_Your assignment_: Please retype the records below exactly, from the first line down to and including the line with "Connectivity changes are".

══ Data to process ══

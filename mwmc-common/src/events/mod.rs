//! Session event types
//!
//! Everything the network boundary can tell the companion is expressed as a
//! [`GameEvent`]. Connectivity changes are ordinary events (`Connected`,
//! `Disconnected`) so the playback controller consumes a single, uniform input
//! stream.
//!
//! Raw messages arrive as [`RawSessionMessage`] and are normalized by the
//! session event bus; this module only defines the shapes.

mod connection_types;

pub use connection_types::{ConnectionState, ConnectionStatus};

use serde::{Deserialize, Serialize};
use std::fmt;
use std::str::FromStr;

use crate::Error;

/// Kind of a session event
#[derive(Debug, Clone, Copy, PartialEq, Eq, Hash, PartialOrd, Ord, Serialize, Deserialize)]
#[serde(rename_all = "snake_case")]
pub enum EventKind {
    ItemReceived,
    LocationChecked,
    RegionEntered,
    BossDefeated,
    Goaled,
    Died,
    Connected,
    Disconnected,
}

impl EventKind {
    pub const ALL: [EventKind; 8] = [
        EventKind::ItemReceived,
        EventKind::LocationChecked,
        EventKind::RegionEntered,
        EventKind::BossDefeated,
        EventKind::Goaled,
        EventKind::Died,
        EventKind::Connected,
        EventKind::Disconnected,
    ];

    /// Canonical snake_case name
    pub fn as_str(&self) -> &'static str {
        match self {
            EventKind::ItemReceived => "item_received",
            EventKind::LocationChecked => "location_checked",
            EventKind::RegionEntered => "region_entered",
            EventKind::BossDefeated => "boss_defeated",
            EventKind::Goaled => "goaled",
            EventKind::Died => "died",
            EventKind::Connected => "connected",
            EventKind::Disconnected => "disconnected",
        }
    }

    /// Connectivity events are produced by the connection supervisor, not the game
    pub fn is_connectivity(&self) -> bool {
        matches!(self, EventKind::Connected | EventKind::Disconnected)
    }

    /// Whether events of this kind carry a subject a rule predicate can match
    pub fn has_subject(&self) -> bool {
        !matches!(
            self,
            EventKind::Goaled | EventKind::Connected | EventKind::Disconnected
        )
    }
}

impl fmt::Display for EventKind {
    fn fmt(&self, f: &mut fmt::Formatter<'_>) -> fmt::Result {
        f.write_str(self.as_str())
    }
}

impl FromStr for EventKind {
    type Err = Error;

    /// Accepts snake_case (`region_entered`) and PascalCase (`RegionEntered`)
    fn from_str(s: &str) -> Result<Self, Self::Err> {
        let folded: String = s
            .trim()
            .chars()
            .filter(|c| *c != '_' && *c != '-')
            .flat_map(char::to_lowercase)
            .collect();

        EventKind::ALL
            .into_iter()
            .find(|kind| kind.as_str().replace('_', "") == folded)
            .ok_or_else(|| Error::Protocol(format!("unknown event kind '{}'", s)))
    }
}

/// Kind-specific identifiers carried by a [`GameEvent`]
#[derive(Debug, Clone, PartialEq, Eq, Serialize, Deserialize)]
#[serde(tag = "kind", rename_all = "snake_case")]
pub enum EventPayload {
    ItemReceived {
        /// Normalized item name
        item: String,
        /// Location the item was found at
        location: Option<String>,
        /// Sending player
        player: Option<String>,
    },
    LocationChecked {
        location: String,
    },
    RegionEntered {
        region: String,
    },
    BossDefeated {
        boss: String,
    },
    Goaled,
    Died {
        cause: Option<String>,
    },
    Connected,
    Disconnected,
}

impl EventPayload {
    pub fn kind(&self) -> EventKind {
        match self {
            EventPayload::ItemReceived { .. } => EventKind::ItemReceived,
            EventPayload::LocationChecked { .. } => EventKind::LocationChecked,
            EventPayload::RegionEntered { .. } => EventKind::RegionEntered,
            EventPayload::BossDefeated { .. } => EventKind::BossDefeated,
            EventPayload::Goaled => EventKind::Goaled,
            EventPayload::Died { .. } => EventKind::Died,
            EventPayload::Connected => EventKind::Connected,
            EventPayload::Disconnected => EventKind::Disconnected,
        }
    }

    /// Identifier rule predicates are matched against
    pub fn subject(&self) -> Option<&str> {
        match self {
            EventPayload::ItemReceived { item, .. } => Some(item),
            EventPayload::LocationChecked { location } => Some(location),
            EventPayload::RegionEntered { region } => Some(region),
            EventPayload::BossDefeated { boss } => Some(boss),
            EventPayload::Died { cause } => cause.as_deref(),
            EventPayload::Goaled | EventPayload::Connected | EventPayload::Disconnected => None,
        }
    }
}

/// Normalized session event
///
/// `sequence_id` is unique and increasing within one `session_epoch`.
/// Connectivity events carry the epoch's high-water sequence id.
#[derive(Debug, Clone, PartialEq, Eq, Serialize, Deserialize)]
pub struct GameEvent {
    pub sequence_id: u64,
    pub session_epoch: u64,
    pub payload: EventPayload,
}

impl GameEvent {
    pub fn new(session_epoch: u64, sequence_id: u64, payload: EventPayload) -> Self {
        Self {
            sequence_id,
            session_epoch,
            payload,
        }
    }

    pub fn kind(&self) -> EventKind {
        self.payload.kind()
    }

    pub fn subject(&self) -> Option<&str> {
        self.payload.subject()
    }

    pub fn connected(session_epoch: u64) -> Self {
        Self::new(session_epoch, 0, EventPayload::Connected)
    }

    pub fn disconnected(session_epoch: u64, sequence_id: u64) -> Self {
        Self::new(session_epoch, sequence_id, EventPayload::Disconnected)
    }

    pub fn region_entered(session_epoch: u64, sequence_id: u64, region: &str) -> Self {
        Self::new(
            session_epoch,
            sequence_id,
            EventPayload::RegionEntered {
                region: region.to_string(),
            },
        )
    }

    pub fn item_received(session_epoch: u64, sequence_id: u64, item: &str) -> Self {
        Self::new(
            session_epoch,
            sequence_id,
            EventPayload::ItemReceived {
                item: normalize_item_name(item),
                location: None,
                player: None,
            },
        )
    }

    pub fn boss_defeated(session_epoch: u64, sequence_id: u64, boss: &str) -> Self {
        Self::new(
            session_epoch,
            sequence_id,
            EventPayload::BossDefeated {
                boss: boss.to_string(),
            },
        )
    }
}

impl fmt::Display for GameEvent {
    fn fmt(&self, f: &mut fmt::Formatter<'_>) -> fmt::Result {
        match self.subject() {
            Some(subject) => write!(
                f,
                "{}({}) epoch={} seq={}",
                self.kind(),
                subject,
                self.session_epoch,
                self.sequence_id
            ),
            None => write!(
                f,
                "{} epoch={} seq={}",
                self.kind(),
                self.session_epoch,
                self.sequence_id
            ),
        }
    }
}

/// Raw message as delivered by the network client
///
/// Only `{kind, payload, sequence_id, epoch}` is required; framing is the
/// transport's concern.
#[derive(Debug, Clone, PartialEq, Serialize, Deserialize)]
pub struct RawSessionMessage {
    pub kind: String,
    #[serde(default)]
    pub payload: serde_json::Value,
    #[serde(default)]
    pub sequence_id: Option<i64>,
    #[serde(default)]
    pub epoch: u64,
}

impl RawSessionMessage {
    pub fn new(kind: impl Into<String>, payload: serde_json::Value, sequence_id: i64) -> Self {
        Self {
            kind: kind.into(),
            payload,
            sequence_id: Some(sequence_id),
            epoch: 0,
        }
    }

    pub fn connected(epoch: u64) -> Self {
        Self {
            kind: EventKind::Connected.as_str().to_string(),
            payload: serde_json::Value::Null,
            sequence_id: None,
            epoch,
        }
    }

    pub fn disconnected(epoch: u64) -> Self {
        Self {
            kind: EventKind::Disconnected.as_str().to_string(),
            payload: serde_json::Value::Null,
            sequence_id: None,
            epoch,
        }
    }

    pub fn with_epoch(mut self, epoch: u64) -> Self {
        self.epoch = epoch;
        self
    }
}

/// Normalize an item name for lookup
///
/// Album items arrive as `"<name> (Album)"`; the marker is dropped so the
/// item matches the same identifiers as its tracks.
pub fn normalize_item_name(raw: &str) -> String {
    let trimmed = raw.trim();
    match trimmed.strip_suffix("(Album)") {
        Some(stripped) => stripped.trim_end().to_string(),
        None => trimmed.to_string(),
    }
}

═══

_Written reply_:
filename mwmc-common/src/events/mod.rs
//! Session event types
//!
//! Everything the network boundary can tell the companion is expressed as a
//! [`GameEvent`]. Connectivity changes are ordinary events (`Connected`,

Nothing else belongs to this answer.